[Collected data entries]
※ ※ ※
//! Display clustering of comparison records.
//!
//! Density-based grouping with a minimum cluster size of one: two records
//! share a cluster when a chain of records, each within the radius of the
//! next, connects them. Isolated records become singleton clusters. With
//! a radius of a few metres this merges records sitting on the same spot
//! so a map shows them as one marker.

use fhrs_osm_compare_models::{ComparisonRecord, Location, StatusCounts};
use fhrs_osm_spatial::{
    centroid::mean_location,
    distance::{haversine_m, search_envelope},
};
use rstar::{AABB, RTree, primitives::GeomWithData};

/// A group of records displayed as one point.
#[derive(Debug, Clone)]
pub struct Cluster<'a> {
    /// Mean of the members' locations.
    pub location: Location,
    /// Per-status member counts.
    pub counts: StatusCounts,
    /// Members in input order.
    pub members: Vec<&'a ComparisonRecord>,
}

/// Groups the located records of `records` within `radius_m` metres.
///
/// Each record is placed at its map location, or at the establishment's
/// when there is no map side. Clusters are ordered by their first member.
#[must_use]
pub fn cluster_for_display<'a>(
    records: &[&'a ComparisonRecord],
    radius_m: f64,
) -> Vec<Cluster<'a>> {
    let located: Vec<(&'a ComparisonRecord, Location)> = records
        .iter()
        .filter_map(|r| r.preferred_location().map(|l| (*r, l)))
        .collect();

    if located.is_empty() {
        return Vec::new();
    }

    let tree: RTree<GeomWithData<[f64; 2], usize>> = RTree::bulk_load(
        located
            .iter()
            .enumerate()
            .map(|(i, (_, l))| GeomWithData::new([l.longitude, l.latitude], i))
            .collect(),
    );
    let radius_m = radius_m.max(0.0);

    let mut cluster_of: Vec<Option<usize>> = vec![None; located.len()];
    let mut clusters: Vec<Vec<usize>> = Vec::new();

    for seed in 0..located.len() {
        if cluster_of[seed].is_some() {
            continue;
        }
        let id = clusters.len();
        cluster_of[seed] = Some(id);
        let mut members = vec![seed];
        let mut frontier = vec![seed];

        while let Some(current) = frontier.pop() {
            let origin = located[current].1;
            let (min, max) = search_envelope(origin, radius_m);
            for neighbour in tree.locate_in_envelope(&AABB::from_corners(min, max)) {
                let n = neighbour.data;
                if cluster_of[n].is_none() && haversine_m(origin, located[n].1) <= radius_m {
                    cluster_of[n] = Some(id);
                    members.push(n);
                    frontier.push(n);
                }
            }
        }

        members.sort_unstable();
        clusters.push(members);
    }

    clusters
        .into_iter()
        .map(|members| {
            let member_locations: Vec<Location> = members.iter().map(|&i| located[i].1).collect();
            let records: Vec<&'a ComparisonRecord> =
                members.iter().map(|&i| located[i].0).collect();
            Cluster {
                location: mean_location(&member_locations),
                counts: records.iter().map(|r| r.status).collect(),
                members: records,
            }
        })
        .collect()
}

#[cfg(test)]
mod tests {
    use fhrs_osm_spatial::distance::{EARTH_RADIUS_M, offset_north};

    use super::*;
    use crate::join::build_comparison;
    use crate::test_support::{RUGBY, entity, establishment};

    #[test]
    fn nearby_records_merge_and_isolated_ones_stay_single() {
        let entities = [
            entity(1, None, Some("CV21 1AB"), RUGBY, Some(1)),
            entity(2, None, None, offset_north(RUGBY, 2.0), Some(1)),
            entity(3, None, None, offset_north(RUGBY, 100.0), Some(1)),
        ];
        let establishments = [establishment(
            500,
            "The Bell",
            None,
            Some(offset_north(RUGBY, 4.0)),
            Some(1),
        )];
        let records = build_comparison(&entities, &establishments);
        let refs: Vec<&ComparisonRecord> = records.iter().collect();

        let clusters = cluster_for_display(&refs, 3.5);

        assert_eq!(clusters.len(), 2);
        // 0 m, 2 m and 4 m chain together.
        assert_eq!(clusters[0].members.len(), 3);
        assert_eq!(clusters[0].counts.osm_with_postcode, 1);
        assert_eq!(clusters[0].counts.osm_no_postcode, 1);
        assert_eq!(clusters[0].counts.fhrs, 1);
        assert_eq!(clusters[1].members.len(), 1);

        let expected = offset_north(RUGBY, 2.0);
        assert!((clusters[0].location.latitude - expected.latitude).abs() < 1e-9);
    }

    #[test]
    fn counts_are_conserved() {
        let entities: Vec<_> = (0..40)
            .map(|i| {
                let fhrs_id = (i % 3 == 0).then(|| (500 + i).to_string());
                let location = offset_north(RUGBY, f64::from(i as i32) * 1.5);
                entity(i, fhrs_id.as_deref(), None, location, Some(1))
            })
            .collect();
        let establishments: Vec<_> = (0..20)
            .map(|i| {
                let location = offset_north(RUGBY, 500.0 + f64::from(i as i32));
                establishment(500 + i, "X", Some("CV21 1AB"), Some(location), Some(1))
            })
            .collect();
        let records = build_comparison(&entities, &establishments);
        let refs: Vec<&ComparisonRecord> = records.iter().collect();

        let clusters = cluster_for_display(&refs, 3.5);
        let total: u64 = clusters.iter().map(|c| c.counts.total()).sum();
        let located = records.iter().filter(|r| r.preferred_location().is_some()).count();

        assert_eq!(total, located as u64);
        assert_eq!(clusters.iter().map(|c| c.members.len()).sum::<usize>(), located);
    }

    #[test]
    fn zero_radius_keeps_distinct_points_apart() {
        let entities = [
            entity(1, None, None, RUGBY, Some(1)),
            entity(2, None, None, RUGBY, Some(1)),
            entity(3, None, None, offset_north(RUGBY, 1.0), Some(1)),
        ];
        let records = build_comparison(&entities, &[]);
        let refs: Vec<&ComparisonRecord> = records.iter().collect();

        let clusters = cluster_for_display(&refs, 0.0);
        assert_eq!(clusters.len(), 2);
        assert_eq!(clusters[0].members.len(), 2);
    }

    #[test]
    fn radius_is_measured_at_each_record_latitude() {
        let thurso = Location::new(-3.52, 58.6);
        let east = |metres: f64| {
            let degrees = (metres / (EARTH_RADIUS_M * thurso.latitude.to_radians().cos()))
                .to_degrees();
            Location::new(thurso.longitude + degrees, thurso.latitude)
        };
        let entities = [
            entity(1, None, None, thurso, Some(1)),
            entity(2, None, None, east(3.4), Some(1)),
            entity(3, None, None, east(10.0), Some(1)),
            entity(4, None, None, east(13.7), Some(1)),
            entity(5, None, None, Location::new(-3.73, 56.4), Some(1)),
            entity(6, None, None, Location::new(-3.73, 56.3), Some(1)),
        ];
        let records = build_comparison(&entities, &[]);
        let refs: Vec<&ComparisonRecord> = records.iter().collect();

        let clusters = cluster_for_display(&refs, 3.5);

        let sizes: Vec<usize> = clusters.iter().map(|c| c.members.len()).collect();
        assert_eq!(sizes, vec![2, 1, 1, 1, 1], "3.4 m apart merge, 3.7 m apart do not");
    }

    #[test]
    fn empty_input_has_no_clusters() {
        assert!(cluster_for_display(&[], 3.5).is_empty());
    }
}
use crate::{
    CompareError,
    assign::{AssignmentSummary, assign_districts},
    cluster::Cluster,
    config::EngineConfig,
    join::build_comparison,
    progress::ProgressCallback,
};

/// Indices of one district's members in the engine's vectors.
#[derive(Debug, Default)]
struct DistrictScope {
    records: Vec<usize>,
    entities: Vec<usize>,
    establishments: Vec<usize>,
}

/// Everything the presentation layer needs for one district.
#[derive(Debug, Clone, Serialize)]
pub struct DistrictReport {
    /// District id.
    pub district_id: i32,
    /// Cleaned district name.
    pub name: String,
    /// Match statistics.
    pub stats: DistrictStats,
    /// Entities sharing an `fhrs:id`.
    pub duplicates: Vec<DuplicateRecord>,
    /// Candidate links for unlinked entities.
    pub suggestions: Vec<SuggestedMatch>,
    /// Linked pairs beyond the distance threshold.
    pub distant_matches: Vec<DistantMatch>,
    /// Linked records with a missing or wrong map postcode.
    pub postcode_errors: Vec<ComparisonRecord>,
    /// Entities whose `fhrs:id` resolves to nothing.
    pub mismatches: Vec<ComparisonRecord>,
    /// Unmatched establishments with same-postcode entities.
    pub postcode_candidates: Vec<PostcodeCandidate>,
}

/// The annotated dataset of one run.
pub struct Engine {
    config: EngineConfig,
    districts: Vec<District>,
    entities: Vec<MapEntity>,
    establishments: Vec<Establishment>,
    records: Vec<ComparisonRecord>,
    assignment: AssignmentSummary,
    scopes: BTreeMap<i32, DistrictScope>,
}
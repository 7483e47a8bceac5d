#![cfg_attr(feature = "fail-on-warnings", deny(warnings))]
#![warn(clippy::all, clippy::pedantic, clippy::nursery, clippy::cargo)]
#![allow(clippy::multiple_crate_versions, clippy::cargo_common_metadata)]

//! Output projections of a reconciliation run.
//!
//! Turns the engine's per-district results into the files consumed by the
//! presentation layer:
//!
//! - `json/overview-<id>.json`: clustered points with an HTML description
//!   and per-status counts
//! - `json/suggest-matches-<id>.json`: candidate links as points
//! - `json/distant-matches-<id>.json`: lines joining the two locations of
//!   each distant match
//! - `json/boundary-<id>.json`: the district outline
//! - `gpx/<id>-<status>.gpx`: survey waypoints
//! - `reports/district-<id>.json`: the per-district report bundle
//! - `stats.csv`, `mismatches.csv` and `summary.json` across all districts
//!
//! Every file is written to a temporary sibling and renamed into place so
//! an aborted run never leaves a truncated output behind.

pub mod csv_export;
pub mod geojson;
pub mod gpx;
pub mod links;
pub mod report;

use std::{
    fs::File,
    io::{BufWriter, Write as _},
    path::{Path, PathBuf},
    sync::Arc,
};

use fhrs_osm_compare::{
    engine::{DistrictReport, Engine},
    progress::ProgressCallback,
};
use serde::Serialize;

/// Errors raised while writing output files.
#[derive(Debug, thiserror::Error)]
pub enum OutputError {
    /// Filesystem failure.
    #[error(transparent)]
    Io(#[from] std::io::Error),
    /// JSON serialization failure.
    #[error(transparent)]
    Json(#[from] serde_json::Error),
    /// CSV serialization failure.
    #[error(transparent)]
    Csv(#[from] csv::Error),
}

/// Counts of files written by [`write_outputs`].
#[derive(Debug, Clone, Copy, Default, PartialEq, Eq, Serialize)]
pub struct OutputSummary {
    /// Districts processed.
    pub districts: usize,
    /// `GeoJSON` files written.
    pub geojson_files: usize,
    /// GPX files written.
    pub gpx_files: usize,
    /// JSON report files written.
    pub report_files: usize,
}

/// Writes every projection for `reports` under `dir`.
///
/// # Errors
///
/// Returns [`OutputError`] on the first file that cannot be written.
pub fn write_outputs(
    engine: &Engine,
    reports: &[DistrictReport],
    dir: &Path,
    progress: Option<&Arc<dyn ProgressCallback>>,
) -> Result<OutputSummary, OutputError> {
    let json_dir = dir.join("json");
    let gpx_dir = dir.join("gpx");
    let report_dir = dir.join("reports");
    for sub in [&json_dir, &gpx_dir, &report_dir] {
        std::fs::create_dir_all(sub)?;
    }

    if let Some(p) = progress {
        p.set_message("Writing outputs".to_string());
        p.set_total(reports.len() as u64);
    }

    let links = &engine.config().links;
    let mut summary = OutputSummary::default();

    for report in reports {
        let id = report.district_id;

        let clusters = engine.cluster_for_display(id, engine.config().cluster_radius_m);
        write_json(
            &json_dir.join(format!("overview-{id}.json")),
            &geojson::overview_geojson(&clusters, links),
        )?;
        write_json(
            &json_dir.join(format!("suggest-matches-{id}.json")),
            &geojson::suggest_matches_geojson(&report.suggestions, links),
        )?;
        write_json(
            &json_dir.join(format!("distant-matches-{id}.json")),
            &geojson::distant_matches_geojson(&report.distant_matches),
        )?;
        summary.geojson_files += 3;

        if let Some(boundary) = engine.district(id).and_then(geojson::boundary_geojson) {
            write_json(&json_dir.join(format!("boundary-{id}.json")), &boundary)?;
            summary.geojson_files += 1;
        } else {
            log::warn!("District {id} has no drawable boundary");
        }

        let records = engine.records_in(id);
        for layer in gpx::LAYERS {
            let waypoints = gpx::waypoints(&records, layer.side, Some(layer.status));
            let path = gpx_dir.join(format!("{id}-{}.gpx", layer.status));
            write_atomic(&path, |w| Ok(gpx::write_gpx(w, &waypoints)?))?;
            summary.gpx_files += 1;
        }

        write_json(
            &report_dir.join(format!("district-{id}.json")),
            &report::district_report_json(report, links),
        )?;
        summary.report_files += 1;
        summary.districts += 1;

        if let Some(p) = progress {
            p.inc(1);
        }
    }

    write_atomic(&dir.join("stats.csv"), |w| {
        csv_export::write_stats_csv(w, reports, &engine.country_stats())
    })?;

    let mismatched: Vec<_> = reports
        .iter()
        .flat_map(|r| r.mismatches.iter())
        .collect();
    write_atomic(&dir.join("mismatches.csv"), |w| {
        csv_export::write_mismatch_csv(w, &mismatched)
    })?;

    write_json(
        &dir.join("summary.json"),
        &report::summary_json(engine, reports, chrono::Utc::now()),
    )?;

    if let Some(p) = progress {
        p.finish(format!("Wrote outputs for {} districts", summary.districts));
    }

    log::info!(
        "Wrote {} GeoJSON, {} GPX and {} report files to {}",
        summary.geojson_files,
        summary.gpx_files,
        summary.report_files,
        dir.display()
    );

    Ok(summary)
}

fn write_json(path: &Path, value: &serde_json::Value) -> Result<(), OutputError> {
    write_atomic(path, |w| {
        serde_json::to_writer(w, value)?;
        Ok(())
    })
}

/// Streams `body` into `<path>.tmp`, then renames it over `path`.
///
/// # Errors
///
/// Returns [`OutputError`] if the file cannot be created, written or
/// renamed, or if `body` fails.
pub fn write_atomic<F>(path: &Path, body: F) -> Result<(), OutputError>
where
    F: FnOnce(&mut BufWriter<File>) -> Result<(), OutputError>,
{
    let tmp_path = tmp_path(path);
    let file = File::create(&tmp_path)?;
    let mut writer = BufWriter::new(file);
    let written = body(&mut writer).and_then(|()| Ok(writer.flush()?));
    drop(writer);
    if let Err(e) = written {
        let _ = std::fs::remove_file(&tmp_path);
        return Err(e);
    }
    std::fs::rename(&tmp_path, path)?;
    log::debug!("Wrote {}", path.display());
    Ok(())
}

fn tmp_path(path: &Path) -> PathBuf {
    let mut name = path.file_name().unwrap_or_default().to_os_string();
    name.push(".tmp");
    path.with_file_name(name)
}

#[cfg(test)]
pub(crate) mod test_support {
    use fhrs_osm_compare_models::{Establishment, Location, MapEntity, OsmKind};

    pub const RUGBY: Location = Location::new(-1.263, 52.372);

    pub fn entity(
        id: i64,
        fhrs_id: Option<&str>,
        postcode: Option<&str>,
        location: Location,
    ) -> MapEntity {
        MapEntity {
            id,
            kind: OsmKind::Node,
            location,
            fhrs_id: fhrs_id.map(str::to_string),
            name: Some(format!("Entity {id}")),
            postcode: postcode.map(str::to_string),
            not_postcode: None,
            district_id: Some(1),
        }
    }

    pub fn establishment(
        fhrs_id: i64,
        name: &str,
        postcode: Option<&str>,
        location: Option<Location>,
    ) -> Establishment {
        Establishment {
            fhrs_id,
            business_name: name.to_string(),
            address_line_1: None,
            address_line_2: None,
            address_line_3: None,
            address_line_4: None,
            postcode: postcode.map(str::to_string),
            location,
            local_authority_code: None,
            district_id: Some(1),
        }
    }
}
※ ※ ※
**What the task requires**
Answer only with the count of lines in the records that include the string "chain".

**Response**
2